**DESCRIPTION OF THE TASK**: Copy each line of the material below that includes the string "retired".
---------- LISTED ENTRIES ----------
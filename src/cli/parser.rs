use clap::{Parser, Subcommand};

/// Command-line interface definition for presencelog
/// CLI application to run community check-ins and keep the ledger straight
#[derive(Parser)]
#[command(
    name = "presencelog",
    version = env!("CARGO_PKG_VERSION"),
    about = "Run timed community check-in windows and reconcile the presence/bank ledger",
    long_about = None
)]
pub struct Cli {
    /// Override the data directory holding the ledger tables and the
    /// roster archive (useful for tests or side-by-side communities)
    #[arg(global = true, long = "data-dir")]
    pub data_dir: Option<String>,

    /// Run in test mode (no config file update)
    #[arg(global = true, long = "test", hide = true)]
    pub test: bool,

    #[command(subcommand)]
    pub command: Commands,
}

#[derive(Subcommand)]
pub enum Commands {
    /// Initialize the configuration, ledger tables and archive directory
    Init,

    /// Manage the configuration file (view or check)
    Config {
        #[arg(long = "print", help = "Print the current configuration file")]
        print_config: bool,

        #[arg(long = "check", help = "Check that the configuration file parses")]
        check: bool,
    },

    /// Open a timed check-in window and read registrations from stdin
    Checkin {
        /// Window length in seconds (defaults to the configured duration)
        #[arg(long = "duration")]
        duration: Option<u64>,
    },

    /// Show the roster of the most recent closed check-in window
    ListCheckins,

    /// Show a user's bank balance
    Balance {
        #[arg(long = "user", help = "User id to look up")]
        user: String,
    },

    /// Credit every user's pending deposit to their bank balance
    Deposit,

    /// Zero the presence counter of every known user (staff only)
    ResetPresence,
}
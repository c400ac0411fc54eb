use crate::cli::parser::Commands;
use crate::config::Config;
use crate::errors::AppResult;
use crate::ui::messages;
use std::fs;

/// Inspect the configuration file.
pub fn handle(cmd: &Commands, _cfg: &Config) -> AppResult<()> {
    if let Commands::Config {
        print_config,
        check,
    } = cmd
    {
        if *print_config {
            let path = Config::config_file();
            if path.exists() {
                print!("{}", fs::read_to_string(&path)?);
            } else {
                messages::info(format!(
                    "No config file yet at {:?}; defaults are in effect.",
                    path
                ));
            }
        }

        if *check {
            match Config::load() {
                Ok(_) => messages::success("Configuration OK"),
                Err(e) => messages::error(format!("Configuration problem: {e}")),
            }
        }
    }
    Ok(())
}
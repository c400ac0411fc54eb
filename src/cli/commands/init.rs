use crate::cli::parser::Cli;
use crate::config::Config;
use crate::errors::AppResult;

/// Create the config file, ledger tables and archive directory.
pub fn handle(cli: &Cli) -> AppResult<()> {
    Config::init_all(cli.data_dir.clone(), cli.test)?;
    Ok(())
}
use crate::core::reconcile::ColumnLayout;
use crate::errors::{AppError, AppResult};
use crate::ui::messages;
use serde::{Deserialize, Serialize};
use std::env;
use std::fs;
use std::path::{Path, PathBuf};

#[derive(Debug, Serialize, Deserialize)]
pub struct Config {
    #[serde(default = "default_bank_file")]
    pub bank_file: String,
    #[serde(default = "default_deposit_file")]
    pub deposit_file: String,
    #[serde(default = "default_archive_dir")]
    pub archive_dir: String,
    /// How long a check-in window stays open, in seconds.
    #[serde(default = "default_duration")]
    pub checkin_duration_secs: u64,
    #[serde(default = "default_user_column")]
    pub user_column: usize,
    #[serde(default = "default_balance_column")]
    pub balance_column: usize,
    #[serde(default = "default_presence_column")]
    pub presence_column: usize,
    #[serde(default = "default_deposit_column")]
    pub deposit_column: usize,
}

fn default_bank_file() -> String {
    Config::config_dir().join("bank.csv").to_string_lossy().to_string()
}
fn default_deposit_file() -> String {
    Config::config_dir()
        .join("deposit.csv")
        .to_string_lossy()
        .to_string()
}
fn default_archive_dir() -> String {
    Config::config_dir()
        .join("checkins")
        .to_string_lossy()
        .to_string()
}
fn default_duration() -> u64 {
    600
}
fn default_user_column() -> usize {
    2
}
fn default_balance_column() -> usize {
    3
}
fn default_presence_column() -> usize {
    3
}
fn default_deposit_column() -> usize {
    5
}

impl Default for Config {
    fn default() -> Self {
        Self {
            bank_file: default_bank_file(),
            deposit_file: default_deposit_file(),
            archive_dir: default_archive_dir(),
            checkin_duration_secs: default_duration(),
            user_column: default_user_column(),
            balance_column: default_balance_column(),
            presence_column: default_presence_column(),
            deposit_column: default_deposit_column(),
        }
    }
}

impl Config {
    /// Return the standard configuration directory depending on the platform
    pub fn config_dir() -> PathBuf {
        if cfg!(target_os = "windows") {
            let appdata = env::var("APPDATA").unwrap_or_else(|_| ".".to_string());
            PathBuf::from(appdata).join("presencelog")
        } else {
            let home = env::var("HOME").unwrap_or_else(|_| ".".to_string());
            PathBuf::from(home).join(".presencelog")
        }
    }

    /// Return the full path of the config file
    pub fn config_file() -> PathBuf {
        Self::config_dir().join("presencelog.conf")
    }

    /// Load configuration from file, or return defaults if not found
    pub fn load() -> AppResult<Self> {
        let path = Self::config_file();
        if !path.exists() {
            return Ok(Self::default());
        }

        let content = fs::read_to_string(&path)?;
        serde_yaml::from_str(&content).map_err(|e| {
            AppError::Config(format!("failed to parse {}: {e}", path.display()))
        })
    }

    /// Point every data path at a custom directory.
    pub fn rebase(&mut self, dir: &str) {
        let dir = Path::new(dir);
        self.bank_file = dir.join("bank.csv").to_string_lossy().to_string();
        self.deposit_file = dir.join("deposit.csv").to_string_lossy().to_string();
        self.archive_dir = dir.join("checkins").to_string_lossy().to_string();
    }

    pub fn column_layout(&self) -> ColumnLayout {
        ColumnLayout {
            user: self.user_column,
            balance: self.balance_column,
            presence: self.presence_column,
            deposit: self.deposit_column,
        }
    }

    /// Initialize configuration, ledger tables and archive directory.
    pub fn init_all(data_dir: Option<String>, is_test: bool) -> AppResult<Config> {
        fs::create_dir_all(Self::config_dir())?;

        let mut config = Config::default();
        if let Some(dir) = &data_dir {
            fs::create_dir_all(dir)?;
            config.rebase(dir);
        }

        if !is_test {
            let yaml = serde_yaml::to_string(&config)
                .map_err(|e| AppError::Config(format!("failed to serialize config: {e}")))?;
            fs::write(Self::config_file(), yaml)?;
            messages::success(format!("Config file: {:?}", Self::config_file()));
        }

        // Ledger tables with the default spreadsheet layout; never
        // overwrite tables that already hold data.
        seed_table(&config.bank_file, "name,user_id,balance")?;
        seed_table(&config.deposit_file, "name,user_id,presence,note,deposit")?;
        fs::create_dir_all(&config.archive_dir)?;

        messages::success(format!("Bank table:    {}", config.bank_file));
        messages::success(format!("Deposit table: {}", config.deposit_file));
        messages::success(format!("Archive dir:   {}", config.archive_dir));

        Ok(config)
    }
}

fn seed_table(path: &str, header: &str) -> AppResult<()> {
    let path = Path::new(path);
    if path.exists() {
        return Ok(());
    }
    if let Some(parent) = path.parent() {
        fs::create_dir_all(parent)?;
    }
    fs::write(path, format!("{header}\n"))?;
    Ok(())
}
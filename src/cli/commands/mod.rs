pub mod balance;
pub mod checkin;
pub mod config;
pub mod deposit;
pub mod init;
pub mod list;
pub mod reset;
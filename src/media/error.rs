//! Media error types

use thiserror::Error;

/// Errors reported by media drivers and feed adapters
#[derive(Error, Debug)]
pub enum MediaError {
    #[error("Media sender not created")]
    NoSender,

    #[error("Invalid session description: {0}")]
    InvalidDescription(String),

    #[error("Negotiation failed: {0}")]
    NegotiationFailed(String),

    #[error("Invalid frame: {0}")]
    InvalidFrame(String),

    #[error("Bitrate update rejected: {0}")]
    Bitrate(String),

    #[error("IO error: {0}")]
    Io(#[from] std::io::Error),
}
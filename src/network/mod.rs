//! Network module for gateway signaling
//!
//! Provides the transport abstraction the Janus driver sends through and a
//! WebSocket implementation of it.

mod error;
mod transport;
mod websocket;

pub use error::NetworkError;
pub use transport::{SignalingTransport, TransportEvent, TransportEventSender};
pub use websocket::{WebSocketTransport, JANUS_SUBPROTOCOL};
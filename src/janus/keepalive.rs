//! Session keepalive
//!
//! Janus expires sessions that stay silent for longer than its session
//! timeout (60s by default), so a task pings the gateway while a session
//! exists.

use std::sync::Arc;
use std::time::Duration;

use tokio::runtime::Handle;
use tokio::task::JoinHandle;
use tokio::time::{interval_at, Instant, MissedTickBehavior};
use tracing::{debug, trace, warn};

use super::message::Request;
use super::state::SessionState;
use crate::network::SignalingTransport;

pub struct KeepaliveSupervisor {
    interval: Duration,
    active: Option<JoinHandle<()>>,
    /// Stopped tasks, awaited by `join`
    retired: Vec<JoinHandle<()>>,
}

impl KeepaliveSupervisor {
    pub fn new(interval: Duration) -> Self {
        Self {
            interval,
            active: None,
            retired: Vec::new(),
        }
    }

    pub fn interval(&self) -> Duration {
        self.interval
    }

    /// Start pinging for the session currently in `state`, replacing any
    /// previous task. Returns false if no runtime is available.
    pub fn start(
        &mut self,
        state: Arc<SessionState>,
        transport: Arc<dyn SignalingTransport>,
    ) -> bool {
        self.stop();

        if self.interval.is_zero() {
            warn!("Keepalive not started, interval is zero");
            return false;
        }

        let handle = match Handle::try_current() {
            Ok(handle) => handle,
            Err(e) => {
                warn!("Keepalive not started, no runtime: {}", e);
                return false;
            }
        };

        let period = self.interval;
        self.active = Some(handle.spawn(async move {
            let mut ticker = interval_at(Instant::now() + period, period);
            ticker.set_missed_tick_behavior(MissedTickBehavior::Delay);

            loop {
                ticker.tick().await;
                if !send_keepalive(&state, transport.as_ref()) {
                    break;
                }
            }
            debug!("Keepalive stopped");
        }));
        true
    }

    /// Abort the running task, if any
    pub fn stop(&mut self) {
        if let Some(task) = self.active.take() {
            task.abort();
            // Only tasks still winding down need to be awaited
            self.retired.retain(|retired| !retired.is_finished());
            self.retired.push(task);
        }
    }

    pub fn is_active(&self) -> bool {
        self.active.as_ref().is_some_and(|task| !task.is_finished())
    }

    /// Stop and wait for every task this supervisor started
    pub async fn join(&mut self) {
        self.stop();
        for task in self.retired.drain(..) {
            if let Err(e) = task.await {
                if !e.is_cancelled() {
                    warn!("Keepalive task failed: {}", e);
                }
            }
        }
    }
}

impl Drop for KeepaliveSupervisor {
    fn drop(&mut self) {
        self.stop();
    }
}

/// Send one keepalive; false once the session is gone.
///
/// The read guard is held across the send so teardown cannot clear the ids
/// between the check and the send.
fn send_keepalive(state: &SessionState, transport: &dyn SignalingTransport) -> bool {
    let ids = state.read_ids();
    if ids.session_id == 0 {
        return false;
    }

    match Request::keepalive(ids.session_id).to_json() {
        Ok(json) => match transport.send(json) {
            Ok(()) => trace!("Keepalive sent for session {}", ids.session_id),
            Err(e) => warn!("Failed to send keepalive: {}", e),
        },
        Err(e) => warn!("Failed to encode keepalive: {}", e),
    }
    true
}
----------
**RESPONSE AREA**:
    retired: Vec<JoinHandle<()>>,
            retired: Vec::new(),
            self.retired.retain(|retired| !retired.is_finished());
            self.retired.push(task);
        for task in self.retired.drain(..) {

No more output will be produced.